Com esse título simpático, "Ãrrã", espetáculo escrito e dirigido por Vinicius Calderoni, expande conquistas capitaneadas por uma nem tão nova geração de dramaturgos que (ainda) não alcançou o sucesso estrondoso que mereceria ter.
Digo "geração de dramaturgos" pois é com o texto que "Ãrrã" vai muito longe, determinando evoluções formais inclusive no campo da performance.
"Arrã" tem dezenas de personagens. Numerosos, eles perdem consistência. Diluídos, outro organismo ocupa o lugar, permitindo que o espectador experimente noções estranhas de tempo e de espaço.

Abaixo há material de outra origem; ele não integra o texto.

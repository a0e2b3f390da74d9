//! Error types for admission, per-request outcomes and service lifecycle.

use crate::engine::ConstructError;
use thiserror::Error;

/// Admission-time failure. The request never entered the system.
#[derive(Debug, Clone, Copy, PartialEq, Eq, Error)]
pub enum AdmissionError {
    /// Queue is at capacity (backpressure).
    ///
    /// Callers should retry later or report an overload upstream.
    #[error("request queue full ({capacity} pending)")]
    QueueFull {
        /// Configured queue capacity.
        capacity: usize,
    },

    /// The worker loop is gone (stopped or crashed).
    #[error("compute worker is not running")]
    WorkerUnavailable,
}

impl AdmissionError {
    /// Returns true for the backpressure case.
    pub fn is_queue_full(&self) -> bool {
        matches!(self, Self::QueueFull { .. })
    }
}

/// Outcome delivered to a caller whose request was admitted but not
/// answered with a computed result.
#[derive(Debug, Clone, PartialEq, Eq, Error)]
pub enum RequestError {
    /// The engine failed (or panicked) while computing this request.
    #[error("compute failed: {message}")]
    ComputeFailed {
        /// What the engine reported.
        message: String,
    },

    /// The worker loop stopped before producing a result.
    #[error("service shutting down")]
    ShutdownInFlight,

    /// The response was never delivered because the worker thread died.
    #[error("compute worker terminated without answering")]
    WorkerLost,
}

impl RequestError {
    /// Returns true if the request was cut short by a shutdown.
    pub fn is_shutdown(&self) -> bool {
        matches!(self, Self::ShutdownInFlight)
    }
}

/// Result type delivered on every response channel.
pub type Outcome<R> = Result<R, RequestError>;

/// Combined error for the submit-and-wait convenience calls.
#[derive(Debug, Clone, PartialEq, Eq, Error)]
pub enum CallError {
    /// Rejected before any waiting.
    #[error(transparent)]
    Rejected(#[from] AdmissionError),

    /// Admitted, but no computed result.
    #[error(transparent)]
    Failed(#[from] RequestError),
}

/// Service lifecycle errors.
#[derive(Debug, Error)]
pub enum ServiceError {
    /// Invalid configuration passed to `start`.
    #[error("invalid configuration: {0}")]
    InvalidConfig(String),

    /// The engine could not be constructed; nothing was admitted.
    #[error("engine construction failed: {0}")]
    EngineConstruction(#[source] ConstructError),

    /// The worker or supervisor thread could not be spawned.
    #[error("failed to spawn {thread} thread: {source}")]
    Spawn {
        /// Name of the thread that failed to start.
        thread: String,
        /// Underlying OS error.
        #[source]
        source: std::io::Error,
    },
}

#[cfg(test)]
mod tests {
    use super::*;

    #[test]
    fn test_admission_error_display() {
        assert_eq!(
            AdmissionError::QueueFull { capacity: 8 }.to_string(),
            "request queue full (8 pending)"
        );
        assert_eq!(
            AdmissionError::WorkerUnavailable.to_string(),
            "compute worker is not running"
        );
    }

    #[test]
    fn test_queue_full_predicate() {
        assert!(AdmissionError::QueueFull { capacity: 1 }.is_queue_full());
        assert!(!AdmissionError::WorkerUnavailable.is_queue_full());
    }

    #[test]
    fn test_request_error_display() {
        let err = RequestError::ComputeFailed {
            message: "out of memory".to_string(),
        };
        assert_eq!(err.to_string(), "compute failed: out of memory");
        assert!(RequestError::ShutdownInFlight.is_shutdown());
        assert!(!RequestError::WorkerLost.is_shutdown());
    }

    #[test]
    fn test_call_error_is_transparent() {
        let rejected: CallError = AdmissionError::QueueFull { capacity: 2 }.into();
        assert_eq!(rejected.to_string(), "request queue full (2 pending)");

        let failed: CallError = RequestError::ShutdownInFlight.into();
        assert_eq!(failed.to_string(), "service shutting down");
    }

    #[test]
    fn test_service_error_source() {
        use std::error::Error;

        let err = ServiceError::EngineConstruction(ConstructError::new("no device"));
        assert_eq!(err.to_string(), "engine construction failed: no device");
        assert!(err.source().is_some());
    }
}
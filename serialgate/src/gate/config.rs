//! Gate configuration.
//!
//! This module contains the [`GateConfig`] struct and the defaults used when
//! no configuration file overrides them.

use super::error::ServiceError;
use std::num::NonZeroUsize;

// =============================================================================
// Configuration Constants
// =============================================================================

/// Default admission queue capacity.
pub const DEFAULT_QUEUE_CAPACITY: usize = 1024;

/// Largest queue capacity the underlying channel can represent.
pub const MAX_QUEUE_CAPACITY: usize = tokio::sync::Semaphore::MAX_PERMITS;

/// Default name of the worker thread.
pub const DEFAULT_WORKER_THREAD_NAME: &str = "compute-worker";

// =============================================================================
// Gate Configuration
// =============================================================================

/// Configuration for [`ComputeService::start`](super::ComputeService::start).
#[derive(Clone, Debug, PartialEq, Eq)]
pub struct GateConfig {
    /// Maximum number of admitted requests waiting for the worker.
    ///
    /// Requests beyond this are rejected with `QueueFull`. Must be between 1
    /// and [`MAX_QUEUE_CAPACITY`].
    pub queue_capacity: usize,

    /// Name given to the worker OS thread (shows up in logs and panics).
    pub worker_thread_name: String,
}

impl GateConfig {
    /// Default configuration with a different queue capacity.
    pub fn with_capacity(queue_capacity: usize) -> Self {
        Self {
            queue_capacity,
            ..Self::default()
        }
    }

    /// Checks the configuration, returning the validated capacity.
    pub fn validate(&self) -> Result<NonZeroUsize, ServiceError> {
        if self.worker_thread_name.trim().is_empty() {
            return Err(ServiceError::InvalidConfig(
                "worker thread name must not be empty".to_string(),
            ));
        }
        if self.worker_thread_name.contains('\0') {
            return Err(ServiceError::InvalidConfig(
                "worker thread name must not contain NUL bytes".to_string(),
            ));
        }
        if self.queue_capacity > MAX_QUEUE_CAPACITY {
            return Err(ServiceError::InvalidConfig(format!(
                "queue capacity must not exceed {}",
                MAX_QUEUE_CAPACITY
            )));
        }
        NonZeroUsize::new(self.queue_capacity).ok_or_else(|| {
            ServiceError::InvalidConfig("queue capacity must be positive".to_string())
        })
    }
}

impl Default for GateConfig {
    fn default() -> Self {
        Self {
            queue_capacity: DEFAULT_QUEUE_CAPACITY,
            worker_thread_name: DEFAULT_WORKER_THREAD_NAME.to_string(),
        }
    }
}

impl From<&crate::config::ConfigFile> for GateConfig {
    fn from(config: &crate::config::ConfigFile) -> Self {
        Self {
            queue_capacity: config.queue.capacity,
            worker_thread_name: config.worker.thread_name.clone(),
        }
    }
}

#[cfg(test)]
mod tests {
    use super::*;

    #[test]
    fn test_gate_config_default() {
        let config = GateConfig::default();
        assert_eq!(config.queue_capacity, DEFAULT_QUEUE_CAPACITY);
        assert_eq!(config.worker_thread_name, DEFAULT_WORKER_THREAD_NAME);
        assert_eq!(config.validate().unwrap().get(), DEFAULT_QUEUE_CAPACITY);
    }

    #[test]
    fn test_zero_capacity_is_invalid() {
        let err = GateConfig::with_capacity(0).validate().unwrap_err();
        assert_eq!(
            err.to_string(),
            "invalid configuration: queue capacity must be positive"
        );
    }

    #[test]
    fn test_capacity_above_channel_limit_is_invalid() {
        assert_eq!(
            GateConfig::with_capacity(MAX_QUEUE_CAPACITY)
                .validate()
                .unwrap()
                .get(),
            MAX_QUEUE_CAPACITY
        );

        for capacity in [MAX_QUEUE_CAPACITY + 1, usize::MAX] {
            let err = GateConfig::with_capacity(capacity).validate().unwrap_err();
            assert!(err.to_string().contains("must not exceed"));
        }
    }

    #[test]
    fn test_thread_name_with_nul_is_invalid() {
        let config = GateConfig {
            worker_thread_name: "gpu\0worker".to_string(),
            ..GateConfig::default()
        };
        assert!(matches!(
            config.validate(),
            Err(ServiceError::InvalidConfig(ref msg)) if msg.contains("NUL")
        ));
    }

    #[test]
    fn test_blank_thread_name_is_invalid() {
        let config = GateConfig {
            worker_thread_name: "  ".to_string(),
            ..GateConfig::default()
        };
        assert!(matches!(
            config.validate(),
            Err(ServiceError::InvalidConfig(_))
        ));
    }

    #[test]
    fn test_from_config_file() {
        let mut file = crate::config::ConfigFile::default();
        file.queue.capacity = 3;
        file.worker.thread_name = "llm".to_string();

        let config = GateConfig::from(&file);
        assert_eq!(config.queue_capacity, 3);
        assert_eq!(config.worker_thread_name, "llm");
    }
}
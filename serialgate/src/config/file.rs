//! Configuration file handling for ~/.serialgate/config.ini.
//!
//! Loads and saves user configuration with sensible defaults.
//! Settings structs live in [`super::settings`], constants in [`super::defaults`],
//! parsing in [`super::parser`], and serialization in [`super::writer`].

use ini::Ini;
use std::path::{Path, PathBuf};
use thiserror::Error;

use super::settings::ConfigFile;

/// Configuration file errors.
#[derive(Debug, Error)]
pub enum ConfigFileError {
    /// Failed to read config file
    #[error("Failed to read config file: {0}")]
    ReadError(#[from] ini::Error),

    /// Failed to write config file
    #[error("Failed to write config file: {0}")]
    WriteError(String),

    /// Invalid configuration value
    #[error("Invalid configuration: {section}.{key} = '{value}' - {reason}")]
    InvalidValue {
        section: String,
        key: String,
        value: String,
        reason: String,
    },

    /// Failed to create config directory
    #[error("Failed to create config directory: {0}")]
    DirectoryError(std::io::Error),
}

impl ConfigFile {
    /// Load configuration from the default path (~/.serialgate/config.ini).
    ///
    /// If the file doesn't exist, returns defaults.
    pub fn load() -> Result<Self, ConfigFileError> {
        Self::load_from(&config_file_path())
    }

    /// Load configuration from a specific path.
    ///
    /// If the file doesn't exist, returns defaults.
    pub fn load_from(path: &Path) -> Result<Self, ConfigFileError> {
        if !path.exists() {
            return Ok(Self::default());
        }

        let ini = Ini::load_from_file(path)?;
        super::parser::parse_ini(&ini)
    }

    /// Save configuration to a specific path.
    pub fn save_to(&self, path: &Path) -> Result<(), ConfigFileError> {
        if let Some(parent) = path.parent() {
            std::fs::create_dir_all(parent).map_err(ConfigFileError::DirectoryError)?;
        }

        let content = super::writer::to_config_string(self);
        std::fs::write(path, content).map_err(|e| ConfigFileError::WriteError(e.to_string()))
    }

    /// Create a default config file at `path` unless one is already there.
    ///
    /// Returns true if a file was written.
    pub fn ensure_exists_at(path: &Path) -> Result<bool, ConfigFileError> {
        if path.exists() {
            return Ok(false);
        }
        Self::default().save_to(path)?;
        Ok(true)
    }
}

/// Get the path to the config directory (~/.serialgate).
pub fn config_directory() -> PathBuf {
    dirs::home_dir()
        .unwrap_or_else(|| PathBuf::from("."))
        .join(".serialgate")
}

/// Get the path to the config file (~/.serialgate/config.ini).
pub fn config_file_path() -> PathBuf {
    config_directory().join("config.ini")
}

De todas as histórias interpretadas por Luciana Paes e Thiago Amaral (são dois atores, mas poderia ser um e poderiam ser mil) citemos duas.
Lenise Pinheiro/Folhapress | ||
Thiago Amaral e Luciana Paes são únicos atores da peça que tem dezenas de personagens |
A primeira: homem dirige carro e voz feminina de GPS acrescenta norte psicossomático ao trajeto. A segunda: cachorro morre no colo do dono, mas antes expõe mazelas do passado.
Parecem situações fantásticas e não são, pois a composição da rede de afetos desencadeia no espectador a percepção de um estado mental e não de uma ficção irreal, permite testemunharmos cães falantes e robôs sentimentais.
O filme "Asas do Desejo", de Wim Wenders, fez algo similar em 1987. Só que, entre o espectador e a rede múltipla de vozes que vimos passar pelas ruas de Berlim, há a figura de anjos. São eles que escutam o pensamento alheio e que costuram as subjetividades. Ali sim há representação de perfil fantástico.
Em "Ãrrã", somos nós, na plateia, os anjos, os demônios. As passagens de uma história para outra são mais significativas do que as histórias em si, pois é no corte, na tentativa de domar algo que tem vida própria (o pensamento) que reside a questão desta peça fenomenal.